Jeffro Johnson (The First Draft of My Appendix N Book)

Scroll to the Best Fan Writer section for the comments.

Daniel Eness (Safe Space as Rape Room)

No comment that I know of. His multi-part essay contains so many of Beale’s talking/trolling points (such as John Scalzi being a rapist) that it’s not hard to guess what is Eness’s take on the situation.

Vox Day (SJWs Always Lie: Taking Down the Thought Police)

Well, the man himself!

Well done, all of you Rabids. Very well done. According to Mike Glyer, the Rabid Puppies placed 64 of its 81 recommendations on the final ballot. I understand we actually would have done a little better than that were it not for the odd withdrawal or disqualification. [–] You understand, as the other side does not, that there is no end to cultural war.

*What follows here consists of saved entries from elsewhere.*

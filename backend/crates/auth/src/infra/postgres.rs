//! PostgreSQL Repository Implementations

use chrono::{DateTime, Utc};
use kernel::id::UserId;
use sqlx::PgPool;
use uuid::Uuid;

use crate::domain::entity::user::User;
use crate::domain::repository::UserRepository;
use crate::domain::value_object::{nonce::Nonce, wallet_address::WalletAddress};
use crate::error::AuthResult;

/// PostgreSQL-backed auth repository
#[derive(Clone)]
pub struct PgAuthRepository {
    pool: PgPool,
}

impl PgAuthRepository {
    pub fn new(pool: PgPool) -> Self {
        Self { pool }
    }
}

// ============================================================================
// User Repository Implementation
// ============================================================================

impl UserRepository for PgAuthRepository {
    async fn create(&self, user: &User) -> AuthResult<bool> {
        let result = sqlx::query(
            r#"
            INSERT INTO users (
                user_id,
                wallet_address,
                nonce,
                last_sign_in,
                is_admin,
                created_at,
                updated_at
            ) VALUES ($1, $2, $3, $4, $5, $6, $7)
            ON CONFLICT (wallet_address) DO NOTHING
            "#,
        )
        .bind(user.user_id.as_uuid())
        .bind(user.wallet_address.as_str())
        .bind(user.nonce.as_str())
        .bind(user.last_sign_in)
        .bind(user.is_admin)
        .bind(user.created_at)
        .bind(user.updated_at)
        .execute(&self.pool)
        .await?;

        Ok(result.rows_affected() == 1)
    }

    async fn find_by_id(&self, user_id: &UserId) -> AuthResult<Option<User>> {
        let row = sqlx::query_as::<_, UserRow>(
            r#"
            SELECT
                user_id,
                wallet_address,
                nonce,
                last_sign_in,
                is_admin,
                created_at,
                updated_at
            FROM users
            WHERE user_id = $1
            "#,
        )
        .bind(user_id.as_uuid())
        .fetch_optional(&self.pool)
        .await?;

        Ok(row.map(UserRow::into_user))
    }

    async fn find_by_wallet_address(&self, address: &WalletAddress) -> AuthResult<Option<User>> {
        let row = sqlx::query_as::<_, UserRow>(
            r#"
            SELECT
                user_id,
                wallet_address,
                nonce,
                last_sign_in,
                is_admin,
                created_at,
                updated_at
            FROM users
            WHERE wallet_address = $1
            "#,
        )
        .bind(address.as_str())
        .fetch_optional(&self.pool)
        .await?;

        Ok(row.map(UserRow::into_user))
    }

    async fn update(&self, user: &User) -> AuthResult<()> {
        sqlx::query(
            r#"
            UPDATE users SET
                nonce = $2,
                last_sign_in = $3,
                is_admin = $4,
                updated_at = $5
            WHERE user_id = $1
            "#,
        )
        .bind(user.user_id.as_uuid())
        .bind(user.nonce.as_str())
        .bind(user.last_sign_in)
        .bind(user.is_admin)
        .bind(user.updated_at)
        .execute(&self.pool)
        .await?;

        Ok(())
    }
}

// ============================================================================
// Row types
// ============================================================================

#[derive(sqlx::FromRow)]
struct UserRow {
    user_id: Uuid,
    wallet_address: String,
    nonce: String,
    last_sign_in: Option<DateTime<Utc>>,
    is_admin: bool,
    created_at: DateTime<Utc>,
    updated_at: DateTime<Utc>,
}

impl UserRow {
    fn into_user(self) -> User {
        User {
            user_id: UserId::from_uuid(self.user_id),
            wallet_address: WalletAddress::from_db(self.wallet_address),
            nonce: Nonce::from_db(self.nonce),
            last_sign_in: self.last_sign_in,
            is_admin: self.is_admin,
            created_at: self.created_at,
            updated_at: self.updated_at,
        }
    }
}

Moira Greyland (The Story of Moira Greyland)

I haven’t seen any comments by Greyland, and I’m not very keen to look for them. After reading her nonsensical gay-hate manifesto and learning that she is a victim of horrible crimes herself, I think that she really should be left alone. The fact that Beale included this in the Rabid Puppies slate tells us what kind of a person he is (not that we didn’t know it already).


Boaz Lavie / Asaf Hanuka / Tomer Hanuka (The Divine)

No comment.

Grey Carter / Cory Rydell (Erin Dies Alone)

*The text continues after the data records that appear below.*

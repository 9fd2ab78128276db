//! Repository Traits
//!
//! Interfaces for data persistence. Implementation is in infrastructure layer.

use crate::domain::entities::{NewTransaction, Transaction};
use crate::error::IndexerResult;

/// Transaction repository trait
#[trait_variant::make(TransactionRepository: Send)]
pub trait LocalTransactionRepository {
    /// Insert a record. Returns false when the tx hash is already stored.
    async fn insert(&self, tx: &NewTransaction) -> IndexerResult<bool>;

    /// Transactions for a lowercased user address, newest block first
    async fn find_by_user(&self, user_address: &str, limit: i64) -> IndexerResult<Vec<Transaction>>;
}

/// Block cursor repository trait
#[trait_variant::make(SyncStateRepository: Send)]
pub trait LocalSyncStateRepository {
    /// Last fully processed block for a contract, if any
    async fn load_cursor(&self, contract: &str) -> IndexerResult<Option<u64>>;

    /// Move the cursor forward. Never moves it backwards.
    async fn save_cursor(&self, contract: &str, block: u64) -> IndexerResult<()>;
}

My guess is that Beale nominated the webcomic Erin Dies Alone because of its name and the fact that one of the people who was making the funniest fun of him last year was Alexandra Erin. Her book John Scalzi Is Not A Very Popular Author And I Myself Am Quite Popular: How SJWs Always Lie About Our Comparative Popularity Levels is highly recommended, as is John Scalzi’s audio version of it that raised over 10,000 dollars for charity.

The Erin Dies Alone writer Grey Carter has a specific idea about what sort of cunt that makes Beale.

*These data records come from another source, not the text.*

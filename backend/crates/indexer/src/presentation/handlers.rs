//! HTTP Handlers

use axum::Json;
use axum::extract::{Extension, Query, State};
use kernel::principal::Principal;
use std::sync::Arc;

use crate::application::ListTransactionsUseCase;
use crate::domain::repository::TransactionRepository;
use crate::error::IndexerResult;
use crate::presentation::dto::{ListTransactionsQuery, TransactionResponse, TransactionsResponse};

/// Shared state for transaction handlers
#[derive(Clone)]
pub struct TransactionsAppState<T>
where
    T: TransactionRepository + Clone + Send + Sync + 'static,
{
    pub repo: Arc<T>,
}

/// GET /api/transactions
///
/// Requires the principal inserted by the auth middleware.
pub async fn list_transactions<T>(
    State(state): State<TransactionsAppState<T>>,
    Extension(principal): Extension<Principal>,
    Query(query): Query<ListTransactionsQuery>,
) -> IndexerResult<Json<TransactionsResponse>>
where
    T: TransactionRepository + Clone + Send + Sync + 'static,
{
    let use_case = ListTransactionsUseCase::new(state.repo.clone());
    let transactions = use_case
        .execute(&principal.wallet_address, query.limit)
        .await?;

    tracing::debug!(
        user = %principal.wallet_address,
        count = transactions.len(),
        "Listed transactions"
    );

    Ok(Json(TransactionsResponse {
        transactions: transactions.into_iter().map(TransactionResponse::from).collect(),
    }))
}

Aaron Williams (Full Frontal Nerdity)

No comment.

Corinna Bechko / Gabriel Hardman (Invisible Republic)

No comment.

Neil Gaiman / J.H. Williams III (The Sandman: Overture)

Neil Gaiman doesn’t hide his opinions on Beale.


Jerry Pournelle

The editor of the Castalia House anthology There Will Be War isn’t optimistic about the whole thing but hasn’t spoken about slates specifically.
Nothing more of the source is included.